On note, au-dessous de la figure de Dieu le Père, sur l’axe de symétrie même de l’œuvre, la présence dorénavant convenue d’un pilastre, substitut de la colonne qui, depuis le XIIIe siècle, symbolise traditionnellement le Christ [4]. La figure symbolique du Christ se trouve ainsi – littéralement – au centre de l’événement, de la même manière qu’il est le sujet même du dialogue et, à ce titre, placé entre la Vierge et l’Archange. Pour renforcer la portée symbolique de cet axe, la colombe du Saint Esprit, qui émane d’un Dieu que l’on voit situé exactement à l’aplomb, figure la parole venue s’incarner dans le ventre de la Vierge, cette colombe a suspendu son vol précisément au moment où elle s’apprête à passer la frontière invisible qui sépare l’espace gauche de l’œuvre, celui, divin, de l’Archange, de celui de droite, humain, de Marie. Figurant ainsi le temps suspendu du mystère invisible, et irreprésentable par voie de conséquence.

La construction en perspective du splendide pavement de marbres colorés est d’une grande efficacité visuelle. On imagine qu’elle a été réalisée avec la jouissance que suscite la maîtrise d’une difficulté technique d’importance et d’une invention encore révolutionnaire à Sienne un demi siècle après que Masaccio, et Brunelleschi avant lui, ait démontré la capacité d’une image à reproduire de manière réaliste l’illusion de la profondeur de l’espace environnant. Cette perspective conduit le regard dans le lointain, vers le jardin attenant à la maison de Marie, l’hortus conclusus ou jardin clos de la Vierge dont le sens symbolique est si évident qu’il dispense ici d’une explicitation superflue.

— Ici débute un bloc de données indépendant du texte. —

mod common;

use axum::http::StatusCode;
use chrono::{Days, Local};
use common::TestApp;

async fn review(app: &TestApp, employee_id: &str, date: &str, score: &str) -> common::TestResponse {
    app.post_form(
        "/Performances/Create",
        &[
            ("employee_id", employee_id),
            ("review_date", date),
            ("score", score),
            ("comments", "Solid quarter"),
        ],
    )
    .await
}

#[tokio::test]
async fn score_must_stay_between_one_and_five() {
    let app = TestApp::new().await;
    let id = app.create_employee("Jane", "Doe", "Engineering").await.to_string();

    for (score, accepted) in [("0.999", false), ("1.0", true), ("5.0", true), ("5.001", false)] {
        let response = review(&app, &id, "2024-06-30", score).await;
        if accepted {
            assert_eq!(response.status, StatusCode::SEE_OTHER, "score {score}");
        } else {
            assert_eq!(response.status, StatusCode::UNPROCESSABLE_ENTITY, "score {score}");
            assert_eq!(response.errors_for("score"), vec!["Score must be between 1.0 and 5.0."]);
        }
    }
    assert_eq!(app.count("performances").await, 2);
}

#[tokio::test]
async fn review_date_cannot_be_in_the_future() {
    let app = TestApp::new().await;
    let id = app.create_employee("Jane", "Doe", "Engineering").await.to_string();
    let today = Local::now().date_naive();
    let tomorrow = today.checked_add_days(Days::new(1)).unwrap();

    let response = review(&app, &id, &tomorrow.to_string(), "4.0").await;
    assert_eq!(response.status, StatusCode::UNPROCESSABLE_ENTITY);
    assert_eq!(response.errors_for("review_date"), vec!["Review date cannot be in the future."]);

    let response = review(&app, &id, &today.to_string(), "4.0").await;
    assert_eq!(response.status, StatusCode::SEE_OTHER);
    assert_eq!(
        app.follow_flash(&response).await.as_deref(),
        Some("Performance record created successfully!")
    );
}

#[tokio::test]
async fn performance_details_include_the_employee() {
    let app = TestApp::new().await;
    let id = app.create_employee("Jane", "Doe", "Engineering").await.to_string();
    review(&app, &id, "2024-06-30", "4.5").await;

    let list = app.get("/Performances").await;
    let record = &list.body["model"][0];
    assert_eq!(record["score"].as_f64(), Some(4.5));
    assert_eq!(record["comments"], "Solid quarter");

    let record_id = record["id"].as_i64().unwrap();
    let details = app.get(&format!("/Performances/Details/{record_id}")).await;
    assert_eq!(details.body["view"], "Performances/Details");
    assert_eq!(details.body["model"]["employee"]["department"], "Engineering");
}

#[tokio::test]
async fn compliance_acknowledgment_cannot_be_in_the_future() {
    let app = TestApp::new().await;
    let id = app.create_employee("Jane", "Doe", "Engineering").await.to_string();
    let tomorrow = Local::now().date_naive().checked_add_days(Days::new(1)).unwrap().to_string();

    let response = app
        .post_form(
            "/Compliances/Create",
            &[
                ("employee_id", &id),
                ("policy", "Code of Conduct"),
                ("acknowledged_on", &tomorrow),
                ("status", "Acknowledged"),
            ],
        )
        .await;
    assert_eq!(response.status, StatusCode::UNPROCESSABLE_ENTITY);
    assert!(!response.errors_for("acknowledged_on").is_empty());

    let response = app
        .post_form(
            "/Compliances/Create",
            &[
                ("employee_id", &id),
                ("policy", "Code of Conduct"),
                ("acknowledged_on", "2024-01-05"),
                ("status", "Acknowledged"),
            ],
        )
        .await;
    assert_eq!(response.status, StatusCode::SEE_OTHER);
    assert_eq!(
        app.follow_flash(&response).await.as_deref(),
        Some("Compliance record created successfully!")
    );
}

#[tokio::test]
async fn unknown_compliance_ids_redirect() {
    let app = TestApp::new().await;

    let missing = app.get("/Compliances/Delete").await;
    assert_eq!(app.follow_flash(&missing).await.as_deref(), Some("Compliance ID not provided."));

    let unknown = app.get("/Compliances/Details/999999").await;
    assert_eq!(app.follow_flash(&unknown).await.as_deref(), Some("Compliance record not found."));
}

#[tokio::test]
async fn create_form_defaults_to_today_and_a_middle_score() {
    let app = TestApp::new().await;
    app.create_employee("Jane", "Doe", "Engineering").await;

    let page = app.get("/Performances/Create").await;
    assert_eq!(page.status, StatusCode::OK);
    assert_eq!(page.body["model"]["score"].as_f64(), Some(3.0));
    assert_eq!(page.body["model"]["reviewDate"], Local::now().date_naive().to_string());
    assert_eq!(page.body["employees"].as_array().map(Vec::len), Some(1));
}

#[tokio::test]
async fn unreadable_score_is_reported_on_its_field() {
    let app = TestApp::new().await;
    let id = app.create_employee("Jane", "Doe", "Engineering").await.to_string();

    let response = review(&app, &id, "2024-06-30", "abc").await;

    assert_eq!(response.status, StatusCode::UNPROCESSABLE_ENTITY);
    assert_eq!(response.body["view"], "Performances/Create");
    assert_eq!(response.errors_for("score"), vec!["The value 'abc' is not valid for score."]);
    assert_eq!(response.body["model"]["comments"], "Solid quarter");
    assert_eq!(response.body["employees"][0]["selected"], true);
    assert_eq!(app.count("performances").await, 0);
}
pub mod db_utils;
pub mod error;
pub mod form;
pub mod view;
// src/handlers/users.rs

use axum::{
    extract::{Path, State},
    response::Response,
    routing::get,
    Router,
};
use axum_extra::extract::cookie::CookieJar;

use crate::{
    common::{
        db_utils::WithEmployee,
        error::AppError,
        form::Bound,
        view::{redirect_with_flash, Flash, Page},
    },
    config::AppState,
    handlers::{
        choices_or_empty, redirect_missing_id, redirect_on_failure, render, render_write_failure,
        Messages,
    },
    models::user::{User, UserEditForm, UserForm},
};

const MESSAGES: Messages = Messages {
    list_path: "/Users",
    id_not_provided: "User ID not provided.",
    not_found: "User account not found.",
    id_mismatch: "User ID mismatch.",
    load_list_error: "Error loading user accounts. Please try again.",
    load_create_error: "Error loading create form.",
    load_details_error: "Error loading user details.",
    load_edit_error: "Error loading user for editing.",
    load_delete_error: "Error loading user for deletion.",
    create_error: "Error creating user account. Please try again.",
    update_error: "Error updating user account. Please try again.",
    delete_error: "Error deleting user account. Please try again.",
};

pub fn routes() -> Router<AppState> {
    Router::new()
        .route("/Users", get(index))
        .route("/Users/Index", get(index))
        .route("/Users/Details", get(missing_id))
        .route("/Users/Details/{id}", get(details))
        .route("/Users/Create", get(create_form).post(create))
        .route("/Users/Edit", get(missing_id))
        .route("/Users/Edit/{id}", get(edit_form).post(edit))
        .route("/Users/Delete", get(missing_id))
        .route("/Users/Delete/{id}", get(delete_confirm).post(delete))
}

pub async fn index(State(app_state): State<AppState>, jar: CookieJar) -> Response {
    match app_state.user_service.list().await {
        Ok(users) => render(jar, Page::new("Users/Index", users)),
        Err(e) => {
            tracing::error!("🔥 Falha ao listar contas: {}", e);
            let page = Page::new("Users/Index", Vec::<WithEmployee<User>>::new())
                .with_flash(Some(Flash::error(MESSAGES.load_list_error)));
            render(jar, page)
        }
    }
}

async fn missing_id(jar: CookieJar) -> Response {
    redirect_missing_id(jar, &MESSAGES)
}

pub async fn details(
    State(app_state): State<AppState>,
    jar: CookieJar,
    Path(id): Path<i64>,
) -> Response {
    match app_state.user_service.get_detail(id).await {
        Ok(user) => render(jar, Page::new("Users/Details", user)),
        Err(e) => redirect_on_failure(jar, &MESSAGES, e, MESSAGES.load_details_error),
    }
}

// Só aparecem funcionários que ainda não têm conta.
pub async fn create_form(State(app_state): State<AppState>, jar: CookieJar) -> Response {
    match app_state.user_service.employee_choices(None, None).await {
        Ok(employees) => {
            let page = Page::new("Users/Create", UserForm::with_defaults()).with_employees(employees);
            render(jar, page)
        }
        Err(e) => redirect_on_failure(jar, &MESSAGES, e, MESSAGES.load_create_error),
    }
}

pub async fn create(
    State(app_state): State<AppState>,
    jar: CookieJar,
    bound: Bound<UserForm>,
) -> Response {
    let result = match bound.converted() {
        Ok(form) => app_state.user_service.create(form).await,
        Err(e) => Err(e),
    };
    match result {
        Ok(_) => redirect_with_flash(
            jar,
            MESSAGES.list_path,
            Flash::success("User account created successfully!"),
        ),
        Err(e) => {
            let employees = choices_or_empty(
                app_state.user_service.employee_choices(None, bound.form.employee_id).await,
            );
            let page = Page::new("Users/Create", bound.form).with_employees(employees);
            render_write_failure(jar, page, e, MESSAGES.create_error)
        }
    }
}

// Na edição o dono atual continua disponível no dropdown.
pub async fn edit_form(
    State(app_state): State<AppState>,
    jar: CookieJar,
    Path(id): Path<i64>,
) -> Response {
    let service = &app_state.user_service;
    let loaded = async {
        let user = service.get(id).await?;
        let employees = service
            .employee_choices(Some(user.employee_id), Some(user.employee_id))
            .await?;
        Ok::<_, AppError>((user, employees))
    };

    match loaded.await {
        Ok((user, employees)) => {
            let page = Page::new("Users/Edit", UserEditForm::from(&user)).with_employees(employees);
            render(jar, page)
        }
        Err(e) => redirect_on_failure(jar, &MESSAGES, e, MESSAGES.load_edit_error),
    }
}

pub async fn edit(
    State(app_state): State<AppState>,
    jar: CookieJar,
    Path(id): Path<i64>,
    bound: Bound<UserEditForm>,
) -> Response {
    if bound.form.id != Some(id) {
        tracing::warn!("⚠️ ID divergente na edição de conta: rota {} / formulário {:?}", id, bound.form.id);
        return redirect_with_flash(jar, MESSAGES.list_path, Flash::error(MESSAGES.id_mismatch));
    }

    let service = &app_state.user_service;
    let result = match bound.converted() {
        Ok(form) => service.update(id, form).await,
        Err(e) => Err(e),
    };
    match result {
        Ok(_) => redirect_with_flash(
            jar,
            MESSAGES.list_path,
            Flash::success("User account updated successfully!"),
        ),
        Err(AppError::NotFound) => {
            redirect_with_flash(jar, MESSAGES.list_path, Flash::error(MESSAGES.not_found))
        }
        Err(e) => {
            let owner = service.get(id).await.ok().map(|u| u.employee_id);
            let employees = choices_or_empty(service.employee_choices(owner, bound.form.employee_id).await);
            let page = Page::new("Users/Edit", bound.form).with_employees(employees);
            render_write_failure(jar, page, e, MESSAGES.update_error)
        }
    }
}

pub async fn delete_confirm(
    State(app_state): State<AppState>,
    jar: CookieJar,
    Path(id): Path<i64>,
) -> Response {
    match app_state.user_service.get_detail(id).await {
        Ok(user) => render(jar, Page::new("Users/Delete", user)),
        Err(e) => redirect_on_failure(jar, &MESSAGES, e, MESSAGES.load_delete_error),
    }
}

pub async fn delete(
    State(app_state): State<AppState>,
    jar: CookieJar,
    Path(id): Path<i64>,
) -> Response {
    match app_state.user_service.delete(id).await {
        Ok(()) => redirect_with_flash(
            jar,
            MESSAGES.list_path,
            Flash::success("User account deleted successfully!"),
        ),
        Err(e) => redirect_on_failure(jar, &MESSAGES, e, MESSAGES.delete_error),
    }
}
// src/models/performance.rs

use chrono::NaiveDate;
use rust_decimal::Decimal;
use serde::{Deserialize, Serialize};
use sqlx::{sqlite::SqliteRow, FromRow, Row};
use validator::{Validate, ValidationError, ValidationErrors};

use crate::common::{
    db_utils::decimal_column,
    error::{field_error, AppError},
    form::{empty_string_as_none, empty_text_as_none, is_future, required},
};

#[derive(Debug, Clone, Serialize, Deserialize, PartialEq)]
#[serde(rename_all = "camelCase")]
pub struct Performance {
    pub id: i64,
    pub employee_id: i64,
    pub review_date: NaiveDate,
    pub score: Decimal,
    pub comments: String,
}

impl<'r> FromRow<'r, SqliteRow> for Performance {
    fn from_row(row: &'r SqliteRow) -> Result<Self, sqlx::Error> {
        Ok(Self {
            id: row.try_get("id")?,
            employee_id: row.try_get("employee_id")?,
            review_date: row.try_get("review_date")?,
            score: decimal_column(row, "score")?,
            comments: row.try_get("comments")?,
        })
    }
}

#[derive(Debug, Clone)]
pub struct NewPerformance {
    pub employee_id: i64,
    pub review_date: NaiveDate,
    pub score: Decimal,
    pub comments: String,
}

fn validate_score(score: &Decimal) -> Result<(), ValidationError> {
    if *score < Decimal::ONE || *score > Decimal::new(5, 0) {
        let mut err = ValidationError::new("range");
        err.message = Some("Score must be between 1.0 and 5.0.".into());
        return Err(err);
    }
    Ok(())
}

#[derive(Debug, Clone, Default, Serialize, Deserialize, Validate)]
#[serde(rename_all(serialize = "camelCase"))]
pub struct PerformanceForm {
    #[serde(default, deserialize_with = "empty_string_as_none")]
    pub id: Option<i64>,

    #[validate(required(message = "Please select an employee."))]
    #[serde(default, deserialize_with = "empty_string_as_none")]
    pub employee_id: Option<i64>,

    #[validate(required(message = "Review date is required."))]
    #[serde(default, deserialize_with = "empty_string_as_none")]
    pub review_date: Option<NaiveDate>,

    #[validate(required(message = "Score is required."), custom(function = "validate_score"))]
    #[serde(default, deserialize_with = "empty_string_as_none")]
    pub score: Option<Decimal>,

    #[serde(default, deserialize_with = "empty_text_as_none")]
    pub comments: Option<String>,
}

impl PerformanceForm {
    pub fn with_defaults(today: NaiveDate) -> Self {
        Self {
            review_date: Some(today),
            score: Some(Decimal::new(30, 1)),
            ..Default::default()
        }
    }

    pub fn check(&self, today: NaiveDate) -> ValidationErrors {
        let mut errors = self.validate().err().unwrap_or_else(ValidationErrors::new);

        if let Some(review_date) = self.review_date {
            if is_future(review_date, today) {
                errors.add(
                    "review_date",
                    field_error("future_date", "Review date cannot be in the future."),
                );
            }
        }
        errors
    }

    pub fn into_new(self) -> Result<NewPerformance, AppError> {
        Ok(NewPerformance {
            employee_id: required(self.employee_id, "employee_id")?,
            review_date: required(self.review_date, "review_date")?,
            score: required(self.score, "score")?,
            comments: self.comments.unwrap_or_default(),
        })
    }
}

impl From<&Performance> for PerformanceForm {
    fn from(p: &Performance) -> Self {
        Self {
            id: Some(p.id),
            employee_id: Some(p.employee_id),
            review_date: Some(p.review_date),
            score: Some(p.score),
            comments: Some(p.comments.clone()),
        }
    }
}

#[cfg(test)]
mod tests {
    use super::*;
    use chrono::Days;
    use std::str::FromStr;

    fn today() -> NaiveDate {
        NaiveDate::from_ymd_opt(2024, 6, 30).unwrap()
    }

    fn form(score: &str) -> PerformanceForm {
        PerformanceForm {
            employee_id: Some(1),
            review_date: Some(today()),
            score: Some(Decimal::from_str(score).unwrap()),
            ..Default::default()
        }
    }

    #[test]
    fn score_boundaries() {
        assert!(form("0.999").check(today()).field_errors().contains_key("score"));
        assert!(form("1.0").check(today()).is_empty());
        assert!(form("5.0").check(today()).is_empty());
        assert!(form("5.001").check(today()).field_errors().contains_key("score"));
    }

    #[test]
    fn review_date_tomorrow_is_rejected() {
        let tomorrow = today().checked_add_days(Days::new(1));
        let errors = PerformanceForm { review_date: tomorrow, ..form("3.5") }.check(today());
        assert!(errors.field_errors().contains_key("review_date"));
    }

    #[test]
    fn comments_are_optional() {
        let new = form("4").into_new().unwrap();
        assert_eq!(new.comments, "");
    }
}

[1] Pseudo Bonaventure est le nom donné à l’auteur non identifié (ou aux auteurs non identifiés) d’un certain nombre de textes qui, du fait des précisions détaillées qu’il comporte sur les événements rapportés, sont devenus, en matière d’iconographie, des sources d’inspiration sinon des références pour les peintres.

[2] On sait aussi le poids de ce renoncement au lys qui avait pourtant, grâce au mode spécifique de la reproduction de cette plante, l’incomparable capacité de faire symboliquement allusion au caractère non sexué de la grossesse de la Vierge et, par conséquent, à la conservation de sa virginité.

[3] Le sens symbolique de cette tapisserie de fleurs renvoie ici au nom de Nazareth qui, en grec, signifie “verdoyant, germe, rejeton”, davantage qu’à l’hortus conclusus dont la représentation figure déjà dans l’œuvre.

[4] Sur l’iconographie du thème de l’Annonciation, voir l’article consacré à l’Annonciation.